*** Exercise input ***
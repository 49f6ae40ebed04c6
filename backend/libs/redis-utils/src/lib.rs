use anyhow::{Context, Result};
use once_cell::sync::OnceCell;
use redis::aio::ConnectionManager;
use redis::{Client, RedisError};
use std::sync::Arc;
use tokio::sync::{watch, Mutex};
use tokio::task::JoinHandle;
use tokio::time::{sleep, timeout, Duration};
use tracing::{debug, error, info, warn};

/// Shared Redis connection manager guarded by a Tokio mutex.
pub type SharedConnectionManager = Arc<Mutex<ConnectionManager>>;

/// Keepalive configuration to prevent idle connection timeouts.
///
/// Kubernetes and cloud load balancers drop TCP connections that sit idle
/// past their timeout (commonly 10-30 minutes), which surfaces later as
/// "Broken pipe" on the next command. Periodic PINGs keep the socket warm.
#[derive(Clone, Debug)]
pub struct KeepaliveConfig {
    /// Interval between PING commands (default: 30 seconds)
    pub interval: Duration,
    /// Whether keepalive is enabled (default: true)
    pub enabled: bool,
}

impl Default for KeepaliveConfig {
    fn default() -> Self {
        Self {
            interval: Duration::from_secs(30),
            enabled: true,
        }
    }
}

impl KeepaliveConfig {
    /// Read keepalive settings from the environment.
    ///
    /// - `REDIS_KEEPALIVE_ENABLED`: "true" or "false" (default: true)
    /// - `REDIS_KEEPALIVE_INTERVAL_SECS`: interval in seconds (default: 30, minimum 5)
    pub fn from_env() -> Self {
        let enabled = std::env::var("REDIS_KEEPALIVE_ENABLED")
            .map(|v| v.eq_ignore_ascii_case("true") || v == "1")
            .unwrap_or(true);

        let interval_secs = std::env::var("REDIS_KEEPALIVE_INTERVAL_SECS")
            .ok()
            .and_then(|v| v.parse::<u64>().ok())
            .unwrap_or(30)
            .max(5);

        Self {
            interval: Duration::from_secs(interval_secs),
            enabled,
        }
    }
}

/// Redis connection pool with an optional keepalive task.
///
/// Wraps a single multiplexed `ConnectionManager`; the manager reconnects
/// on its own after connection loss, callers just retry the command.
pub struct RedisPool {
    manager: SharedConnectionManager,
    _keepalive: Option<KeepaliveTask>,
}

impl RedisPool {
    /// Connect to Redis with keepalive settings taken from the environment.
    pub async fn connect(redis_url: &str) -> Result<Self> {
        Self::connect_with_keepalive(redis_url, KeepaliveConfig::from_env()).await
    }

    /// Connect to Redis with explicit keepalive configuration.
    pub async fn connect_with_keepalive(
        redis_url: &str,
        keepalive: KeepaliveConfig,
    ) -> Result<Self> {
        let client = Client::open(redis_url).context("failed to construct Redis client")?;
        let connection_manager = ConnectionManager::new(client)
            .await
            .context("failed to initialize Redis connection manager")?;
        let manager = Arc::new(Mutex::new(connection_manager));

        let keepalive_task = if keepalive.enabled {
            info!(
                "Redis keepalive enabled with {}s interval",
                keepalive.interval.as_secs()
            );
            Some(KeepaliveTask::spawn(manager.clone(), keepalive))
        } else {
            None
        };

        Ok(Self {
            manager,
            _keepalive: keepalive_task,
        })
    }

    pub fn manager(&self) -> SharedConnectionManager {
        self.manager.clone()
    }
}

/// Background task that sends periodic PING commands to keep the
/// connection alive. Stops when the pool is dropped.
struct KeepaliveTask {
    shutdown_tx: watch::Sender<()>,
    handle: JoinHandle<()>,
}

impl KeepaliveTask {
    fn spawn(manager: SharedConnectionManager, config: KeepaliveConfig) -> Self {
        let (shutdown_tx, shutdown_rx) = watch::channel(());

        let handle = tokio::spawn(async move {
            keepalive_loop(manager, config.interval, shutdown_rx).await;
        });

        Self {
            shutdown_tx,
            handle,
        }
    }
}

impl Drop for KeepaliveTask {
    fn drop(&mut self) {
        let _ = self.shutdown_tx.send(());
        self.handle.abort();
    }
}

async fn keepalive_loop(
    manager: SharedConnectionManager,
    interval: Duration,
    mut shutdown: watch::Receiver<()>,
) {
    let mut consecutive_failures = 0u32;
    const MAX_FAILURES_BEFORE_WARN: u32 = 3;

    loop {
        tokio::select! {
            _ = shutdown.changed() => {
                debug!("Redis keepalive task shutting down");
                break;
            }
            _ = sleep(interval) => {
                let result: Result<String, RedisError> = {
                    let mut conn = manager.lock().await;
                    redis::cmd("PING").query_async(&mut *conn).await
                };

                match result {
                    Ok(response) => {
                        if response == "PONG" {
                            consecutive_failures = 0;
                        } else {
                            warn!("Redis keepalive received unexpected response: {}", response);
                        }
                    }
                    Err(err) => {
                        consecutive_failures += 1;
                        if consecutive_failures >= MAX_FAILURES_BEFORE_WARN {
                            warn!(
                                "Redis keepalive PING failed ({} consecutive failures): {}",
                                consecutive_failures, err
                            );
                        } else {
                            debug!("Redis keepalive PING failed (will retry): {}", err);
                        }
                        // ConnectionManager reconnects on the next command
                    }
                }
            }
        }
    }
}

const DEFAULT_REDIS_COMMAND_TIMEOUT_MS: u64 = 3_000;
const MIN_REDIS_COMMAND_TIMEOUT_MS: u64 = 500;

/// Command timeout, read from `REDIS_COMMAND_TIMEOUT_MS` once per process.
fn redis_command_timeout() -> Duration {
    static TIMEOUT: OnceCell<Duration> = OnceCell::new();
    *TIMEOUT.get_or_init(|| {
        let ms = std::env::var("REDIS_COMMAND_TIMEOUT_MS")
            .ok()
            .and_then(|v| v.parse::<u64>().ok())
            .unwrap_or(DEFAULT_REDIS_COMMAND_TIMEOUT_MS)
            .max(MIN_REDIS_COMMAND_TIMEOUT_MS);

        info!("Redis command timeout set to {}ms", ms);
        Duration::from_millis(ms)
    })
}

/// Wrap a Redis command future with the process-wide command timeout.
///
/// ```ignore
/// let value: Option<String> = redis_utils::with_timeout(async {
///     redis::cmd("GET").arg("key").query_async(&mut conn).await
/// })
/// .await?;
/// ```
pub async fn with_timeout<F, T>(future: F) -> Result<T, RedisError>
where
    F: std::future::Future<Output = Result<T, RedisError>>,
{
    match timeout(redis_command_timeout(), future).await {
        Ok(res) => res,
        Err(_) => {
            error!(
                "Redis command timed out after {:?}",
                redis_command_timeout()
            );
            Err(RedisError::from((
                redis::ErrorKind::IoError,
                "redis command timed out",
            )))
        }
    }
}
*** End of Exercise input ***
The problem >>
For the word "idle", go through the records and show each line that carries it.

Your response >>
/// Keepalive configuration to prevent idle connection timeouts.
/// Kubernetes and cloud load balancers drop TCP connections that sit idle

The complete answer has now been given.